Chapter 14
Dustin drove.
He didn't know why he'd agreed to this. The guy had tried to kill him. He’d messed with his gear. And less than ten hours ago, he’d tried to get someone else killed.
And now he was sitting in Dustin's passenger seat, clipboard on his lap, five dollar bill still clutched in his hand like a kid who'd just gotten his allowance.
“You can put that away,” Dustin said.
Greg looked down at the money. “I’d like to contribute, at least.”
“I told you, I'm paying.”
“That doesn't seem fair when I have money.”
“Greg. It's five dollars. You can't even get a decent appetizer for five dollars.”
Greg's face fell. “Why must everything be so expensive?”
Dustin snorted. He couldn't help it. What got him was the absolute indignation in Greg's voice, like the entire human economy had personally offended him.
“That’s capitalism for you,” Dustin said. “It's a good thing the people with the inflatable duck pay me ridiculous amounts of money to throw myself off high places.”
Greg was quiet for a moment, then, “None of the websites I looked at today mentioned jumping off cliffs to make money. How did you even think of that?”
Dustin gave a half-shrug like it didn’t matter. “Maybe I’ll tell you over dinner.”
Greg nodded to himself. “I’d like that, I think.”
Dustin’s gaze slid to the reaper. Why was he considering telling Greg his story?
He wasn’t sure.
The diner was called Ruby’s, and while Dustin had never eaten there before, it looked approximately like every other diner he’d been to while traveling the country in pursuit of new ways to defy gravity.
He expected the coffee to be burned and the burgers to be perfect.
“Pick your poison,” he said to Greg, handing him the menu as they sat down.
Greg quickly seemed overwhelmed by it. “There are more options here than the last restaurant.”
“And it all probably roughly tastes the same.”
Greg looked up. “Really?”
“Really.” Dustin flipped his own menu open. “Unless you get a salad, I guess, but why would you do that?”
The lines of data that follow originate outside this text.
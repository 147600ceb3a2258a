use thiserror::Error;

use super::actuator::ActuatorError;
use crate::tracking::TrackingError;

#[derive(Debug, Error)]
pub enum ActivationError {
    #[error("tracking error: {0}")]
    Tracking(#[from] TrackingError),
    #[error("actuator error: {0}")]
    Actuator(#[from] ActuatorError),
    #[error("{0} aborted")]
    Aborted(&'static str),
}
“Why wouldn’t I?” Greg asked earnestly. He looked down again. “Oh, the salads are expensive. Everything is expensive.”
“This is nothing, sunshine.” Dustin waved him off. His lips twitched. “Maybe one day I’ll take you to a place that’s actually expensive.” Wouldn’t that be interesting? Making Greg blush at a Michelin star restaurant while he was having a food orgasm.
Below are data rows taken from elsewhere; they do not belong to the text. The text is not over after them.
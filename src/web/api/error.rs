use axum::{
    http::StatusCode,
    response::{IntoResponse, Response},
    Json,
};
use serde::Serialize;
use utoipa::ToSchema;

use crate::web::auth::PermissionError;

#[derive(Debug)]
pub enum ApiError {
    Permission(PermissionError),
    Internal(String),
}

impl From<PermissionError> for ApiError {
    fn from(e: PermissionError) -> Self {
        ApiError::Permission(e)
    }
}

impl From<std::io::Error> for ApiError {
    fn from(e: std::io::Error) -> Self {
        ApiError::Internal(e.to_string())
    }
}

impl From<tokio::task::JoinError> for ApiError {
    fn from(e: tokio::task::JoinError) -> Self {
        ApiError::Internal(e.to_string())
    }
}

impl IntoResponse for ApiError {
    fn into_response(self) -> Response {
        match self {
            ApiError::Permission(e) => e.into_response(),
            ApiError::Internal(msg) => (
                StatusCode::INTERNAL_SERVER_ERROR,
                Json(ErrorResponse::with_message("internal_error", &msg)),
            )
                .into_response(),
        }
    }
}

pub type ApiResult<T> = Result<T, ApiError>;

#[derive(Debug, Serialize, ToSchema)]
pub struct ErrorResponse {
    pub error: String,
    #[serde(skip_serializing_if = "Option::is_none")]
    pub message: Option<String>,
}

impl ErrorResponse {
    pub fn with_message(error: &str, message: &str) -> Self {
        ErrorResponse {
            error: error.to_string(),
            message: Some(message.to_string()),
        }
    }
}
The thought appealed more than it should.
Before he could linger on it for too long, a perky waitress appeared. Her name-tag read Samantha. “What can I get you boys?”
“Coffee and a bacon cheeseburger,” Dustin said. “Medium. And yeah, I’d like fries with that.”
Samantha turned to Greg.
“Um,” said Greg like someone who worried there might be a wrong answer to the question of ‘What’ll you have for dinner?’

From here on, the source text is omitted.